▶ **To do**
Line by line, copy out the data below exactly.

BEGIN Supplied information

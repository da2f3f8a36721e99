use std::collections::BTreeMap;

use dx_value::ColumnType;
use serde::{Deserialize, Serialize};

#[derive(Debug, Clone, Copy, PartialEq, Eq, Serialize, Deserialize)]
#[serde(rename_all = "snake_case")]
pub enum Layer {
    Working,
    Derived,
}

/// Bookkeeping record for one transform: the defining expression, declared
/// type, layer, per-table execution sequence, and optional partition key.
#[derive(Debug, Clone, PartialEq, Serialize, Deserialize)]
pub struct TransformRecord {
    pub column: String,
    pub expr: String,
    pub ty: ColumnType,
    pub layer: Layer,
    /// Execution sequence within the table; `add` assigns the next value
    /// when absent.
    pub order: Option<u64>,
    pub partition_by: Option<String>,
}

/// Two-slot state machine per column name: a `derived` record (replayed
/// from a manifest) and an optionally shadowing `working` record (a newer,
/// not-yet-promoted override). Reads prefer `working`.
#[derive(Debug, Clone, Default, PartialEq, Serialize, Deserialize)]
struct LayerSlots {
    working: Option<TransformRecord>,
    derived: Option<TransformRecord>,
}

impl LayerSlots {
    fn slot(&self, layer: Layer) -> &Option<TransformRecord> {
        match layer {
            Layer::Working => &self.working,
            Layer::Derived => &self.derived,
        }
    }

    fn slot_mut(&mut self, layer: Layer) -> &mut Option<TransformRecord> {
        match layer {
            Layer::Working => &mut self.working,
            Layer::Derived => &mut self.derived,
        }
    }

    fn visible(&self) -> Option<&TransformRecord> {
        self.working.as_ref().or(self.derived.as_ref())
    }

    fn is_empty(&self) -> bool {
        self.working.is_none() && self.derived.is_none()
    }
}

#[derive(Debug, Clone, Default, PartialEq, Serialize, Deserialize)]
struct TableMeta {
    next_order: u64,
    columns: BTreeMap<String, LayerSlots>,
}

/// Transform definitions per table, independent of the table's actual
/// column data. `(table, column, layer)` is unique; a column holds at most
/// one `working` and one `derived` record at a time.
#[derive(Debug, Clone, Default, PartialEq, Serialize, Deserialize)]
pub struct TransformMetadata {
    tables: BTreeMap<String, TableMeta>,
}

impl TransformMetadata {
    #[must_use]
    pub fn new() -> Self {
        Self::default()
    }

    /// Insert or replace the record in its layer slot. Returns the assigned
    /// order (the record's own, or the table's next sequence value when the
    /// record carries none).
    pub fn add(&mut self, table: &str, mut record: TransformRecord) -> u64 {
        let meta = self.tables.entry(table.to_owned()).or_default();
        let order = match record.order {
            Some(order) => {
                meta.next_order = meta.next_order.max(order + 1);
                order
            }
            None => {
                let order = meta.next_order;
                meta.next_order += 1;
                order
            }
        };
        record.order = Some(order);
        let layer = record.layer;
        let slots = meta.columns.entry(record.column.clone()).or_default();
        *slots.slot_mut(layer) = Some(record);
        order
    }

    /// Move a column's record between layers (promotion is
    /// `Working → Derived`). The record's `layer` field follows the move; a
    /// record already occupying the target slot is replaced. Reports
    /// whether a record was actually moved.
    pub fn update_layer(&mut self, table: &str, column: &str, from: Layer, to: Layer) -> bool {
        let Some(slots) = self
            .tables
            .get_mut(table)
            .and_then(|meta| meta.columns.get_mut(column))
        else {
            return false;
        };
        let Some(mut record) = slots.slot_mut(from).take() else {
            return false;
        };
        record.layer = to;
        *slots.slot_mut(to) = Some(record);
        true
    }

    /// Promotion shorthand: working → derived.
    pub fn promote(&mut self, table: &str, column: &str) -> bool {
        self.update_layer(table, column, Layer::Working, Layer::Derived)
    }

    /// Remove one layer's record, or both when `layer` is `None`. Reports
    /// whether anything was removed.
    pub fn remove(&mut self, table: &str, column: &str, layer: Option<Layer>) -> bool {
        let Some(meta) = self.tables.get_mut(table) else {
            return false;
        };
        let Some(slots) = meta.columns.get_mut(column) else {
            return false;
        };
        let removed = match layer {
            Some(layer) => slots.slot_mut(layer).take().is_some(),
            None => {
                let any = !slots.is_empty();
                slots.working = None;
                slots.derived = None;
                any
            }
        };
        if slots.is_empty() {
            meta.columns.remove(column);
        }
        removed
    }

    /// Records for a table ordered by execution sequence. With a `layer`
    /// filter, every record in that layer; without one, the shadowed view
    /// (working preferred over derived, one record per column).
    #[must_use]
    pub fn list(&self, table: &str, layer: Option<Layer>) -> Vec<&TransformRecord> {
        let Some(meta) = self.tables.get(table) else {
            return Vec::new();
        };
        let mut records: Vec<&TransformRecord> = match layer {
            Some(layer) => meta
                .columns
                .values()
                .filter_map(|slots| slots.slot(layer).as_ref())
                .collect(),
            None => meta.columns.values().filter_map(LayerSlots::visible).collect(),
        };
        records.sort_by_key(|record| record.order.unwrap_or(u64::MAX));
        records
    }

    /// The record reads resolve to: working shadows derived.
    #[must_use]
    pub fn get(&self, table: &str, column: &str) -> Option<&TransformRecord> {
        self.tables
            .get(table)
            .and_then(|meta| meta.columns.get(column))
            .and_then(LayerSlots::visible)
    }

    #[must_use]
    pub fn exists(&self, table: &str, column: &str) -> bool {
        self.get(table, column).is_some()
    }

    #[must_use]
    pub fn get_layer(&self, table: &str, column: &str) -> Option<Layer> {
        self.get(table, column).map(|record| record.layer)
    }

    #[must_use]
    pub fn has_derived(&self, table: &str, column: &str) -> bool {
        self.get_derived(table, column).is_some()
    }

    /// The derived record even when a working record shadows it.
    #[must_use]
    pub fn get_derived(&self, table: &str, column: &str) -> Option<&TransformRecord> {
        self.tables
            .get(table)
            .and_then(|meta| meta.columns.get(column))
            .and_then(|slots| slots.derived.as_ref())
    }

    /// Names of all columns with any transform record in the table.
    #[must_use]
    pub fn column_names(&self, table: &str) -> Vec<String> {
        self.tables
            .get(table)
            .map(|meta| meta.columns.keys().cloned().collect())
            .unwrap_or_default()
    }
}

END Supplied information

▶ **Response box**
repository da2f3f8a36721e99
use std::collections::BTreeMap;

use dx_value::ColumnType;
use serde::{Deserialize, Serialize};

#[derive(Debug, Clone, Copy, PartialEq, Eq, Serialize, Deserialize)]
#[serde(rename_all = "snake_case")]
pub enum Layer {
    Working,
    Derived,
}

/// Bookkeeping record for one transform: the defining expression, declared
/// type, layer, per-table execution sequence, and optional partition key.
#[derive(Debug, Clone, PartialEq, Serialize, Deserialize)]
pub struct TransformRecord {
    pub column: String,
    pub expr: String,
    pub ty: ColumnType,
    pub layer: Layer,
    /// Execution sequence within the table; `add` assigns the next value
    /// when absent.
    pub order: Option<u64>,
    pub partition_by: Option<String>,
}

/// Two-slot state machine per column name: a `derived` record (replayed
/// from a manifest) and an optionally shadowing `working` record (a newer,
/// not-yet-promoted override). Reads prefer `working`.
#[derive(Debug, Clone, Default, PartialEq, Serialize, Deserialize)]
struct LayerSlots {
    working: Option<TransformRecord>,
    derived: Option<TransformRecord>,
}

impl LayerSlots {
    fn slot(&self, layer: Layer) -> &Option<TransformRecord> {
        match layer {
            Layer::Working => &self.working,
            Layer::Derived => &self.derived,
        }
    }

    fn slot_mut(&mut self, layer: Layer) -> &mut Option<TransformRecord> {
        match layer {
            Layer::Working => &mut self.working,
            Layer::Derived => &mut self.derived,
        }
    }

    fn visible(&self) -> Option<&TransformRecord> {
        self.working.as_ref().or(self.derived.as_ref())
    }

    fn is_empty(&self) -> bool {
        self.working.is_none() && self.derived.is_none()
    }
}

#[derive(Debug, Clone, Default, PartialEq, Serialize, Deserialize)]
struct TableMeta {
    next_order: u64,
    columns: BTreeMap<String, LayerSlots>,
}

/// Transform definitions per table, independent of the table's actual
/// column data. `(table, column, layer)` is unique; a column holds at most
/// one `working` and one `derived` record at a time.
#[derive(Debug, Clone, Default, PartialEq, Serialize, Deserialize)]
pub struct TransformMetadata {
    tables: BTreeMap<String, TableMeta>,
}

impl TransformMetadata {
    #[must_use]
    pub fn new() -> Self {
        Self::default()
    }

    /// Insert or replace the record in its layer slot. Returns the assigned
    /// order (the record's own, or the table's next sequence value when the
    /// record carries none).
    pub fn add(&mut self, table: &str, mut record: TransformRecord) -> u64 {
        let meta = self.tables.entry(table.to_owned()).or_default();
        let order = match record.order {
            Some(order) => {
                meta.next_order = meta.next_order.max(order + 1);
                order
            }
            None => {
                let order = meta.next_order;
                meta.next_order += 1;
                order
            }
        };
        record.order = Some(order);
        let layer = record.layer;
        let slots = meta.columns.entry(record.column.clone()).or_default();
        *slots.slot_mut(layer) = Some(record);
        order
    }

    /// Move a column's record between layers (promotion is
    /// `Working → Derived`). The record's `layer` field follows the move; a
    /// record already occupying the target slot is replaced. Reports
    /// whether a record was actually moved.
    pub fn update_layer(&mut self, table: &str, column: &str, from: Layer, to: Layer) -> bool {
        let Some(slots) = self
            .tables
            .get_mut(table)
            .and_then(|meta| meta.columns.get_mut(column))
        else {
            return false;
        };
        let Some(mut record) = slots.slot_mut(from).take() else {
            return false;
        };
        record.layer = to;
        *slots.slot_mut(to) = Some(record);
        true
    }

    /// Promotion shorthand: working → derived.
    pub fn promote(&mut self, table: &str, column: &str) -> bool {
        self.update_layer(table, column, Layer::Working, Layer::Derived)
    }

    /// Remove one layer's record, or both when `layer` is `None`. Reports
    /// whether anything was removed.
    pub fn remove(&mut self, table: &str, column: &str, layer: Option<Layer>) -> bool {
        let Some(meta) = self.tables.get_mut(table) else {
            return false;
        };
        let Some(slots) = meta.columns.get_mut(column) else {
            return false;
        };
        let removed = match layer {
            Some(layer) => slots.slot_mut(layer).take().is_some(),
            None => {
                let any = !slots.is_empty();
                slots.working = None;
                slots.derived = None;
                any
            }
        };
        if slots.is_empty() {
            meta.columns.remove(column);
        }
        removed
    }

    /// Records for a table ordered by execution sequence. With a `layer`
    /// filter, every record in that layer; without one, the shadowed view
    /// (working preferred over derived, one record per column).
    #[must_use]
    pub fn list(&self, table: &str, layer: Option<Layer>) -> Vec<&TransformRecord> {
        let Some(meta) = self.tables.get(table) else {
            return Vec::new();
        };
        let mut records: Vec<&TransformRecord> = match layer {
            Some(layer) => meta
                .columns
                .values()
                .filter_map(|slots| slots.slot(layer).as_ref())
                .collect(),
            None => meta.columns.values().filter_map(LayerSlots::visible).collect(),
        };
        records.sort_by_key(|record| record.order.unwrap_or(u64::MAX));
        records
    }

    /// The record reads resolve to: working shadows derived.
    #[must_use]
    pub fn get(&self, table: &str, column: &str) -> Option<&TransformRecord> {
        self.tables
            .get(table)
            .and_then(|meta| meta.columns.get(column))
            .and_then(LayerSlots::visible)
    }

    #[must_use]
    pub fn exists(&self, table: &str, column: &str) -> bool {
        self.get(table, column).is_some()
    }

    #[must_use]
    pub fn get_layer(&self, table: &str, column: &str) -> Option<Layer> {
        self.get(table, column).map(|record| record.layer)
    }

    #[must_use]
    pub fn has_derived(&self, table: &str, column: &str) -> bool {
        self.get_derived(table, column).is_some()
    }

    /// The derived record even when a working record shadows it.
    #[must_use]
    pub fn get_derived(&self, table: &str, column: &str) -> Option<&TransformRecord> {
        self.tables
            .get(table)
            .and_then(|meta| meta.columns.get(column))
            .and_then(|slots| slots.derived.as_ref())
    }

    /// Names of all columns with any transform record in the table.
    #[must_use]
    pub fn column_names(&self, table: &str) -> Vec<String> {
        self.tables
            .get(table)
            .map(|meta| meta.columns.keys().cloned().collect())
            .unwrap_or_default()
    }
}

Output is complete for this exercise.